BACKGROUND FOR EDITORS

  • The Full Potential of Flexible Electricity Use in NZ report is the first analysis of the full potential of demand flexibility on a national scale to use real-time electricity demand data. Previous estimates were based on assumptions about the shape of peak electricity demand, for example the FlexForum’s 2025 demand flexibility estimate: 250901-FlexForum-article-flex-in-the-system-today-2.pdf
  • The report looked at potential to lower both national and regional demand peaks.
  • The report pinpoints which industrial activities have the most potential to change when they use electricity – and where they are located. Farming in Canterbury, food processing in Waikato and Bay of Plenty and metals manufacturing in Southland and Auckland, all offer low-cost, high-impact opportunities.
  • The report identified barriers to reaching the full potential of flexible electricity use, including limited deployment of smart devices and a lack of interoperability.

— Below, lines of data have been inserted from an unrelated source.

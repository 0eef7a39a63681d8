//! # Metrics
//!
//! Prometheus metrics for monitoring the controller and the workspaces it drives.
//!
//! ## Metrics Exposed
//!
//! - `devworkspace_started_total{source}` - Workspaces that began starting
//! - `devworkspace_started_success_total{source}` - Workspaces that reached Running
//! - `devworkspace_fail_total{source, reason}` - Workspaces that entered Failing
//! - `devworkspace_startup_time{source}` - Seconds from the Started condition to Running
//! - `devworkspace_controller_reconciliations_total` - Total number of reconcile passes
//! - `devworkspace_controller_reconciliation_errors_total` - Passes that ended in an error
//! - `devworkspace_controller_reconciliation_duration_seconds` - Duration of reconcile passes

use crate::constants::DEVWORKSPACE_SOURCE_LABEL;
use crate::controller::reconciler::FailureReason;
use crate::crd::DevWorkspace;
use crate::provision::MetricsSink;
use anyhow::Result;
use prometheus::{Histogram, HistogramVec, IntCounter, IntCounterVec, Registry};
use std::sync::LazyLock;
use std::time::Duration;

/// Source label value when the workspace does not name one
pub const UNKNOWN_SOURCE: &str = "unknown";

pub(crate) static REGISTRY: LazyLock<Registry> = LazyLock::new(Registry::new);

static WORKSPACE_STARTS_TOTAL: LazyLock<IntCounterVec> = LazyLock::new(|| {
    IntCounterVec::new(
        prometheus::Opts::new(
            "devworkspace_started_total",
            "Number of DevWorkspace start events",
        ),
        &["source"],
    )
    .expect("Failed to create WORKSPACE_STARTS_TOTAL metric - this should never happen")
});

static WORKSPACE_STARTS_SUCCESS_TOTAL: LazyLock<IntCounterVec> = LazyLock::new(|| {
    IntCounterVec::new(
        prometheus::Opts::new(
            "devworkspace_started_success_total",
            "Number of DevWorkspaces that reached the Running phase",
        ),
        &["source"],
    )
    .expect("Failed to create WORKSPACE_STARTS_SUCCESS_TOTAL metric - this should never happen")
});

static WORKSPACE_FAILURES_TOTAL: LazyLock<IntCounterVec> = LazyLock::new(|| {
    IntCounterVec::new(
        prometheus::Opts::new(
            "devworkspace_fail_total",
            "Number of DevWorkspaces that failed to start",
        ),
        &["source", "reason"],
    )
    .expect("Failed to create WORKSPACE_FAILURES_TOTAL metric - this should never happen")
});

static WORKSPACE_STARTUP_TIME: LazyLock<HistogramVec> = LazyLock::new(|| {
    HistogramVec::new(
        prometheus::HistogramOpts::new(
            "devworkspace_startup_time",
            "Seconds from a DevWorkspace starting to it reaching the Running phase",
        )
        .buckets(prometheus::linear_buckets(10.0, 10.0, 18).unwrap_or_default()),
        &["source"],
    )
    .expect("Failed to create WORKSPACE_STARTUP_TIME metric - this should never happen")
});

static RECONCILIATIONS_TOTAL: LazyLock<IntCounter> = LazyLock::new(|| {
    IntCounter::new(
        "devworkspace_controller_reconciliations_total",
        "Total number of reconciliations",
    )
    .expect("Failed to create RECONCILIATIONS_TOTAL metric - this should never happen")
});

static RECONCILIATION_ERRORS_TOTAL: LazyLock<IntCounter> = LazyLock::new(|| {
    IntCounter::new(
        "devworkspace_controller_reconciliation_errors_total",
        "Total number of reconciliation errors",
    )
    .expect("Failed to create RECONCILIATION_ERRORS_TOTAL metric - this should never happen")
});

static RECONCILIATION_DURATION: LazyLock<Histogram> = LazyLock::new(|| {
    Histogram::with_opts(
        prometheus::HistogramOpts::new(
            "devworkspace_controller_reconciliation_duration_seconds",
            "Duration of reconciliation in seconds",
        )
        .buckets(vec![0.1, 0.5, 1.0, 2.0, 5.0, 10.0, 30.0]),
    )
    .expect("Failed to create RECONCILIATION_DURATION metric - this should never happen")
});

/// Register every metric with the process registry
///
/// # Errors
///
/// Returns an error if a metric is registered twice.
pub fn register_metrics() -> Result<()> {
    REGISTRY.register(Box::new(WORKSPACE_STARTS_TOTAL.clone()))?;
    REGISTRY.register(Box::new(WORKSPACE_STARTS_SUCCESS_TOTAL.clone()))?;
    REGISTRY.register(Box::new(WORKSPACE_FAILURES_TOTAL.clone()))?;
    REGISTRY.register(Box::new(WORKSPACE_STARTUP_TIME.clone()))?;
    REGISTRY.register(Box::new(RECONCILIATIONS_TOTAL.clone()))?;
    REGISTRY.register(Box::new(RECONCILIATION_ERRORS_TOTAL.clone()))?;
    REGISTRY.register(Box::new(RECONCILIATION_DURATION.clone()))?;
    Ok(())
}

/// Collect everything registered, for the `/metrics` endpoint
#[must_use]
pub fn gather() -> Vec<prometheus::proto::MetricFamily> {
    REGISTRY.gather()
}

pub fn increment_reconciliations() {
    RECONCILIATIONS_TOTAL.inc();
}

pub fn increment_reconciliation_errors() {
    RECONCILIATION_ERRORS_TOTAL.inc();
}

pub fn observe_reconciliation_duration(duration: f64) {
    RECONCILIATION_DURATION.observe(duration);
}

/// The `source` label value for a workspace
#[must_use]
pub fn workspace_source(workspace: &DevWorkspace) -> &str {
    workspace
        .label(DEVWORKSPACE_SOURCE_LABEL)
        .filter(|s| !s.is_empty())
        .unwrap_or(UNKNOWN_SOURCE)
}

/// Workspace lifecycle metrics backed by the process registry
#[derive(Debug, Clone, Copy, Default)]
pub struct PrometheusMetrics;

impl MetricsSink for PrometheusMetrics {
    fn started(&self, workspace: &DevWorkspace) {
        WORKSPACE_STARTS_TOTAL
            .with_label_values(&[workspace_source(workspace)])
            .inc();
    }

    fn running(&self, workspace: &DevWorkspace, startup: Option<Duration>) {
        let source = workspace_source(workspace);
        WORKSPACE_STARTS_SUCCESS_TOTAL
            .with_label_values(&[source])
            .inc();
        if let Some(startup) = startup {
            WORKSPACE_STARTUP_TIME
                .with_label_values(&[source])
                .observe(startup.as_secs_f64());
        }
    }

    fn failed(&self, workspace: &DevWorkspace, reason: FailureReason) {
        WORKSPACE_FAILURES_TOTAL
            .with_label_values(&[workspace_source(workspace), reason.as_str()])
            .inc();
    }
}

#[cfg(test)]
mod tests {
    use super::*;
    use crate::crd::DevWorkspaceSpec;
    use std::collections::BTreeMap;

    fn workspace(source: Option<&str>) -> DevWorkspace {
        let mut ws = DevWorkspace::new("ws", DevWorkspaceSpec::default());
        if let Some(source) = source {
            ws.metadata.labels = Some(BTreeMap::from([(
                DEVWORKSPACE_SOURCE_LABEL.to_string(),
                source.to_string(),
            )]));
        }
        ws
    }

    #[test]
    fn test_register_metrics() {
        // This should not panic - metrics should register successfully
        assert!(register_metrics().is_ok());
    }

    #[test]
    fn test_workspace_source() {
        let test_cases = vec![
            (Some("web-console"), "web-console"),
            (Some(""), UNKNOWN_SOURCE),
            (None, UNKNOWN_SOURCE),
        ];
        for (label, expected) in test_cases {
            assert_eq!(
                workspace_source(&workspace(label)),
                expected,
                "label {label:?}"
            );
        }
    }

    #[test]
    fn test_started_counts_per_source() {
        let ws = workspace(Some("metrics-started"));
        let before = WORKSPACE_STARTS_TOTAL
            .with_label_values(&["metrics-started"])
            .get();
        PrometheusMetrics.started(&ws);
        let after = WORKSPACE_STARTS_TOTAL
            .with_label_values(&["metrics-started"])
            .get();
        assert_eq!(after, before + 1);
    }

    #[test]
    fn test_running_observes_startup_time() {
        let ws = workspace(Some("metrics-running"));
        let histogram = WORKSPACE_STARTUP_TIME.with_label_values(&["metrics-running"]);
        let before = histogram.get_sample_count();

        PrometheusMetrics.running(&ws, Some(Duration::from_secs(42)));
        PrometheusMetrics.running(&ws, None);

        assert_eq!(histogram.get_sample_count(), before + 1);
        assert_eq!(
            WORKSPACE_STARTS_SUCCESS_TOTAL
                .with_label_values(&["metrics-running"])
                .get(),
            2
        );
    }

    #[test]
    fn test_failed_counts_by_reason() {
        let ws = workspace(Some("metrics-failed"));
        PrometheusMetrics.failed(&ws, FailureReason::BadRequest);
        PrometheusMetrics.failed(&ws, FailureReason::BadRequest);
        PrometheusMetrics.failed(&ws, FailureReason::InfrastructureFailure);

        let count = |reason: &str| {
            WORKSPACE_FAILURES_TOTAL
                .with_label_values(&["metrics-failed", reason])
                .get()
        };
        assert_eq!(count("BadRequest"), 2);
        assert_eq!(count("InfrastructureFailure"), 1);
    }

    #[test]
    fn test_increment_reconciliations() {
        let before = RECONCILIATIONS_TOTAL.get();
        increment_reconciliations();
        let after = RECONCILIATIONS_TOTAL.get();
        assert_eq!(after, before + 1u64);
    }

    #[test]
    fn test_increment_reconciliation_errors() {
        let before = RECONCILIATION_ERRORS_TOTAL.get();
        increment_reconciliation_errors();
        let after = RECONCILIATION_ERRORS_TOTAL.get();
        assert_eq!(after, before + 1u64);
    }
}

ABOUT FLEXIBILITY AND DEMAND PEAKS

  • Being more flexible with our electricity use means shifting or reducing electricity use to better match supply, relieve grid stress, and avoid costly infrastructure, especially during New Zealand’s winter morning and evening peaks. Smart home energy management kits, rooftop solar and batteries can help with shifting demand, as can clever use of new technology by businesses and industries.
  • Periods of peak demand are important for driving electricity bills because generators and lines companies invest billions in ensuring the network can cope with relatively short periods of maximum demand. Electricity generation at peak times is also often relatively expensive.

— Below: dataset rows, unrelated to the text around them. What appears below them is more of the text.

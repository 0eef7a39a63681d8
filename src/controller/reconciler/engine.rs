//! # Reconcile Pass
//!
//! Entry point of the engine. A pass walks a fixed sequence of gates, each
//! of which may end it:
//!
//! 1. the workspace no longer exists
//! 2. it is being deleted: finalization
//! 3. it has no identifier yet: allocation
//! 4. it is Failing but still started: stop it (or hold it for debugging)
//! 5. it is not started: stop path
//! 6. it is not Starting/Running yet: mark it Starting
//! 7. the provisioning pipeline
//!
//! Every exit from gates 4 to 7 goes through [`Reconciler::finalize_pass`],
//! which applies the start timeout and writes status at most once.

use crate::config::WorkspaceConfig;
use crate::constants::DEVWORKSPACE_STOP_REASON_ANNOTATION;
use crate::controller::reconciler::conditions::StatusTracker;
use crate::controller::reconciler::errors::FailureReason;
use crate::controller::reconciler::status::merged_status;
use crate::controller::reconciler::timeout::check_start_timeout;
use crate::controller::reconciler::types::{
    PassOutcome, ReconcileResult, Reconciler, ReconcilerError,
};
use crate::crd::{condition_types, DevWorkspace, DevWorkspaceStatus, Phase};
use chrono::{DateTime, Utc};
use tracing::{debug, info, warn};

impl Reconciler {
    /// Run one reconcile pass for `namespace/name`
    ///
    /// # Errors
    ///
    /// Unclassified collaborator failures and cluster errors that could not
    /// be resolved by requeueing.
    pub async fn reconcile_workspace(
        &self,
        namespace: &str,
        name: &str,
    ) -> Result<ReconcileResult, ReconcilerError> {
        let config = self.config.read().await.clone();

        let Some(workspace) = self.store.get_workspace(namespace, name).await? else {
            debug!("DevWorkspace {}/{} no longer exists", namespace, name);
            return Ok(ReconcileResult::Done);
        };

        if workspace.metadata.deletion_timestamp.is_some() {
            let outcome = self.finalize(&workspace, &config).await;
            return self.flush(&workspace, outcome).await;
        }

        if workspace.workspace_id().is_empty() {
            let outcome = self.allocate_id(&workspace).await;
            return self.flush(&workspace, outcome).await;
        }

        let outcome = self.run_gates(&workspace, &config).await;
        self.finalize_pass(&workspace, &config, outcome).await
    }

    /// Gates 4 to 7
    async fn run_gates(&self, workspace: &DevWorkspace, config: &WorkspaceConfig) -> PassOutcome {
        let phase = workspace.status.as_ref().and_then(|s| s.phase);

        if phase == Some(Phase::Failing) && workspace.spec.started {
            return self.handle_failing(workspace, config).await;
        }

        if !workspace.spec.started {
            return self.stop_workspace(workspace, config).await;
        }

        if workspace
            .annotation(DEVWORKSPACE_STOP_REASON_ANNOTATION)
            .is_some()
        {
            return match self
                .store
                .remove_annotation(workspace, DEVWORKSPACE_STOP_REASON_ANNOTATION)
                .await
            {
                Ok(()) => PassOutcome::skip_flush(ReconcileResult::RequeueNow),
                Err(err) if err.is_conflict() || err.is_not_found() => {
                    PassOutcome::skip_flush(ReconcileResult::RequeueNow)
                }
                Err(err) => PassOutcome::abort(err),
            };
        }

        if !matches!(phase, Some(Phase::Starting | Phase::Running)) {
            info!("🚀 Starting DevWorkspace {}", workspace.key());
            let mut tracker = StatusTracker::new(Phase::Starting);
            tracker.set_condition_true(condition_types::STARTED, "DevWorkspace is starting");
            return PassOutcome::flush(tracker, ReconcileResult::RequeueNow);
        }

        self.run_pipeline(workspace, config).await
    }

    /// Post-processing shared by every exit of gates 4 to 7
    ///
    /// A workspace that stays in Starting is checked against the progress
    /// timeout; a timeout (or an unparsable timeout) fails the start, even
    /// when the pass itself ended in an unclassified error.
    pub(crate) async fn finalize_pass(
        &self,
        workspace: &DevWorkspace,
        config: &WorkspaceConfig,
        mut outcome: PassOutcome,
    ) -> Result<ReconcileResult, ReconcilerError> {
        let persisted = workspace.status.clone().unwrap_or_default();
        if let Some(tracker) = outcome.status.as_mut() {
            if persisted.phase == Some(Phase::Starting) && tracker.phase() == Phase::Starting {
                if let Err(err) = check_start_timeout(
                    &persisted,
                    tracker,
                    &config.progress_timeout,
                    self.clock.now(),
                ) {
                    warn!("DevWorkspace {}: {}", workspace.key(), err);
                    tracker.fail(err.to_string(), FailureReason::InfrastructureFailure);
                    if let Err(aborted) = &outcome.result {
                        debug!("Dropping error for timed-out {}: {}", workspace.key(), aborted);
                    }
                    outcome.result = Ok(ReconcileResult::RequeueNow);
                }
            }
        }
        self.flush(workspace, outcome).await
    }

    /// Write the pass's status, if any and if it changed
    ///
    /// Failed passes leave status untouched.
    async fn flush(
        &self,
        workspace: &DevWorkspace,
        outcome: PassOutcome,
    ) -> Result<ReconcileResult, ReconcilerError> {
        let (tracker, result) = match outcome {
            PassOutcome {
                status: Some(tracker),
                result: Ok(result),
            } => (tracker, result),
            PassOutcome { result, .. } => return result,
        };

        let persisted = workspace.status.clone().unwrap_or_default();
        let now = self.clock.now();
        let desired = merged_status(&persisted, &tracker, now);
        if desired == persisted {
            return Ok(result);
        }

        match self.store.replace_status(workspace, &desired).await {
            Ok(_) => {
                self.emit_transition_metrics(workspace, &persisted, &desired, now);
                Ok(result)
            }
            Err(err) if err.is_conflict() => {
                info!(
                    "Conflict updating status of {}; requeueing to read fresh state",
                    workspace.key()
                );
                Ok(ReconcileResult::RequeueNow)
            }
            Err(err) if err.is_not_found() => Ok(result),
            Err(err) => Err(err.into()),
        }
    }

    /// Lifecycle metrics for a status write that changed phase
    fn emit_transition_metrics(
        &self,
        workspace: &DevWorkspace,
        before: &DevWorkspaceStatus,
        after: &DevWorkspaceStatus,
        now: DateTime<Utc>,
    ) {
        if before.phase == after.phase {
            return;
        }
        let metrics = &self.provisioners.metrics;
        match after.phase {
            Some(Phase::Starting)
                if !matches!(before.phase, Some(Phase::Starting | Phase::Running)) =>
            {
                metrics.started(workspace);
            }
            Some(Phase::Running) => {
                let startup = after
                    .condition(condition_types::STARTED)
                    .and_then(|c| c.last_transition_time.as_deref())
                    .and_then(|t| DateTime::parse_from_rfc3339(t).ok())
                    .and_then(|started| (now - started.with_timezone(&Utc)).to_std().ok());
                metrics.running(workspace, startup);
            }
            Some(Phase::Failing) => {
                let reason = FailureReason::from_condition_reason(
                    after
                        .condition(condition_types::FAILED_START)
                        .and_then(|c| c.reason.as_deref()),
                );
                metrics.failed(workspace, reason);
            }
            _ => {}
        }
    }
}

  • While some activities such as cooking are inconvenient and undesirable to shift, others, such as heating hot water and some industrial processes can be shifted without any negative impact.
  • Lower-cost, renewable sources of electricity such as wind and solar are often less available at peak times such as winter evenings – but can be more fully harnessed when more power is used during the day or when electricity or heat is stored during the day for use later, for example in a battery or hot water cylinder.  Battery and/or heat storage can be part of unlocking flexible electricity use.
  • Deploying and enabling flexibility can put downward pressure on the future electricity prices by reducing expected peak demand and deferring or reducing the need for high-cost peaking generation and lines upgrades.
  • It also helps keep gas affordable by reducing reliance on gas-fired generation during peak periods, easing pressure on wholesale gas prices.